Hoje, dura um ano e meio até o trânsito em julgado. Antes da reforma do papa Francisco, ia para segunda instância, em Aparecida (SP) ou Belo Horizonte (MG), e se fosse o caso, ainda para Roma. Com isso, durava cinco, quatro anos, em média. Era um custo muito alto. Agora, não mais.

- As duas partes precisam estar de acordo?
Não precisam. Quando uma parte entra com o processo, que é acolhido, a outra parte tem que ser citada. Ela recebe uma notícia, enviada pela Igreja, para tomar conhecimento do processo.

- Todo processo é acolhido?
As pessoas entraram com a petição inicial. O juízo vai ver se, naquele fato, cabe nulidade. A maioria é acolhida no Estado.

- Como começa o processo?
A pessoa que entra com processo escreve o chamado libelo.
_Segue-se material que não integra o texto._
//! AI gateway CLI
//!
//! Operator tool around `gateway-core`:
//!
//! - `gateway generate "<prompt>"` sends one request and prints the JSON
//!   result, or SSE frames with `--mode stream`
//! - `gateway diagnostics` prints provider health, usage and cost
//! - `gateway encrypt-credential` seals an API key for the configuration store
//!
//! Logging goes to stderr. Set `RUST_LOG=debug` for verbose output.

mod args;
mod commands;
mod logging;
mod router;

use clap::Parser;

pub use args::{Cli, Commands};

#[tokio::main]
async fn main() -> anyhow::Result<()> {
    let cli = Cli::parse();
    router::route(cli).await
}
Ela vai escrever o caso, contar como tudo aconteceu em, no mínimo, três páginas. Então, leva ao tribunal. Não é necessário um advogado. O juízo então vai analisar se há causa para acolher o processo, a chamada admissibilidade.

- Quais as causas possíveis?
Várias. Há aqueles que, no momento do “sim”, não estão plenamente livres para aceitar o sacramento, havendo um vício. Há também a exclusão da prole, quando a pessoa casa, e não deseja ter filhos. Se você excluir filho da relação por opção, é nulo para a Igreja Católica.

Há também casos de traição no namoro ou noivado, pois a parte não é capaz de viver a fidelidade. Outro exemplo é da falta grave de discrição de juízo, quando a pessoa está imatura para o casamento. Ela diz sim, mas não consegue assumir responsabilidades – pode ser por ser alcoólatra, dependente químico ou com problemas psiquiátricos. Homossexualidade também entra como causa.

- Quem julga o processo?
Se o processo for aceito, é enviado para o chamado defensor do vínculo, é como se fosse um Ministério Público. O defensor faz as perguntas que vão ser direcionadas às duas partes e às testemunhas – são até três para cada parte. Pode ser pai, mãe, sogro. Mesmo que a outra parte não compareça, o processo segue normalmente.

- Quais são as provas?
Fotos de traição, se for o caso, e-mails, mensagens de texto, e relatos das testemunhas. As oitivas serão feitas. O defensor do vínculo vai defender o casamento, dar seu parecer. Depois, o juiz relator dá seu voto. O voto vai para um pleno de dois julgadores, que analisam. Se ganhar a maioria, o casamento torna-se nulo.

- Quem são esses juízes?
Podem ser padres, mas há casos no Espírito Santo de juíza com especialização canônica e promotor de Justiça.

- Quando a pessoa fica impossibilitada de receber a Comunhão?
A partir do momento que se separa, arranja outra pessoa, mas ainda está com matrimônio valendo perante a Igreja, ocasionando um adultério.

- Quando sai a sentença positiva, a pessoa pode casar de novo?
Na maioria dos casos, sim, mas há alguns em que a Igreja coloca um veto. Nos casos de problemas psicológicos, serão necessários laudos para um novo casamento.

Fonte: Padre Anderson Teixeira, mestre em Direito Canônico e notário do Tribunal Eclesiástico Interdiocesano e de Apelação.